Government axes housing advice unit
The government is closing the organisation set up to give it advice on how to improve the affordability of housing.
The National Housing and Planning Advice Unit will close as part of the coalition government’s drive to make savings in the Communities and Local Government department.
Last night a CLG spokesperson told Inside Housing: ‘The government has decided to close the National Housing and Planning Advice Unit with immediate effect. This decision has been taken in order to rationalise the number of advisory bodies and to make savings.
‘In the interests of transparency, and in order to maximise value from the unit’s existing research programme, all completed research will be transferred to Communities and Local Government at no extra cost and will be published on the department’s website.’
Under the previous government, the NHPAU had recently expanded its remit to help councils develop local plans. A review of the organisation at the end of 2009 had found it was successfully fulfilling its role, and recommended it should also conduct research into local housing markets on behalf of local authorities.
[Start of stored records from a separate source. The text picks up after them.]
impl FunctionalTensor {
    #[must_use]
    pub fn wrap(value: DenseTensor) -> Self {
        let base = value.clone();
        Self {
            id: NEXT_TENSOR_ID.fetch_add(1, Ordering::Relaxed),
            inner: Rc::new(RefCell::new(FunctionalState {
                value,
                base,
                view_metas: Vec::new(),
                sync_state: SyncState::Clean,
                storage_epoch: 0,
            })),
        }
    }

    #[must_use]
    pub fn id(&self) -> u64 {
        self.id
    }

    #[must_use]
    pub fn sync_state(&self) -> SyncState {
        self.inner.borrow().sync_state
    }

    #[must_use]
    pub fn storage_epoch(&self) -> u64 {
        self.inner.borrow().storage_epoch
    }

    #[must_use]
    pub fn view_chain_len(&self) -> usize {
        self.inner.borrow().view_metas.len()
    }

    #[must_use]
    pub fn same_handle(&self, other: &FunctionalTensor) -> bool {
        Rc::ptr_eq(&self.inner, &other.inner)
    }

    /// Current value tensor without synchronizing. Callers that hand the
    /// value to a physical kernel must call [`FunctionalTensor::sync`] first.
    #[must_use]
    pub fn value_snapshot(&self) -> DenseTensor {
        self.inner.borrow().value.clone()
    }

    /// Resolve pending view descriptors so the value tensor is current.
    /// A no-op when already clean.
    pub fn sync(&self) -> Result<(), FunctionalError> {
        let mut state = self.inner.borrow_mut();
        if state.sync_state == SyncState::Clean {
            return Ok(());
        }
        let mut current = state.base.clone();
        for meta in &state.view_metas {
            current = meta.apply(&current)?;
        }
        state.value = current;
        state.sync_state = SyncState::Clean;
        Ok(())
    }

    /// Synchronize, then unwrap the inner value tensor.
    pub fn sync_and_unwrap(&self) -> Result<DenseTensor, FunctionalError> {
        self.sync()?;
        Ok(self.value_snapshot())
    }

    /// Record one more view descriptor on this tensor. The value tensor is
    /// stale until the next synchronization.
    pub fn mutate_view_meta(&self, meta: ViewMeta) {
        let mut state = self.inner.borrow_mut();
        state.view_metas.push(meta);
        state.sync_state = SyncState::Dirty;
    }

    /// Growth-path storage swap: the handle identity is unchanged, the value
    /// and base point at the new allocation, and the storage epoch is
    /// bumped. Only legal when no view descriptors are outstanding.
    pub fn replace_storage(&self, replacement: DenseTensor) -> Result<(), FunctionalError> {
        let mut state = self.inner.borrow_mut();
        if !state.view_metas.is_empty() {
            return Err(FunctionalError::OutstandingViews {
                pending: state.view_metas.len(),
            });
        }
        state.base = replacement.clone();
        state.value = replacement;
        state.sync_state = SyncState::Clean;
        state.storage_epoch += 1;
        Ok(())
    }

    /// Propagate a mutated version of this tensor's view back into the base
    /// through the reverse transforms, innermost descriptor first. The base
    /// is replaced wholesale; descriptors are never modified.
    pub fn propagate_view_mutation(
        &self,
        mutated_view: DenseTensor,
    ) -> Result<(), FunctionalError> {
        let mut state = self.inner.borrow_mut();
        let mut intermediates = Vec::with_capacity(state.view_metas.len());
        let mut current = state.base.clone();
        for meta in &state.view_metas {
            intermediates.push(current.clone());
            current = meta.apply(&current)?;
        }
        let mut carried = mutated_view;
        for (meta, base_value) in state.view_metas.iter().zip(intermediates.iter()).rev() {
            carried = meta.scatter(base_value, &carried)?;
        }
        state.base = carried;
        state.sync_state = SyncState::Dirty;
        Ok(())
    }

    /// Base value the view chain replays against. Exposed for tests and for
    /// evidence digests; mutation goes through the propagate/replace paths.
    #[must_use]
    pub fn base_snapshot(&self) -> DenseTensor {
        self.inner.borrow().base.clone()
    }
}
Jamie Hodge, communications and public affairs manager at the Royal Town Planning Institute, said: ‘The news that the National Housing and Planning Advice Unit is being scrapped is understandable in current economic circumstances and comes as no surprise given its reputation as the source of the previous government’s top-down housing targets.
‘But aside from this, the unit was a reliable source of objective data, helping further understanding of housing supply and affordability.’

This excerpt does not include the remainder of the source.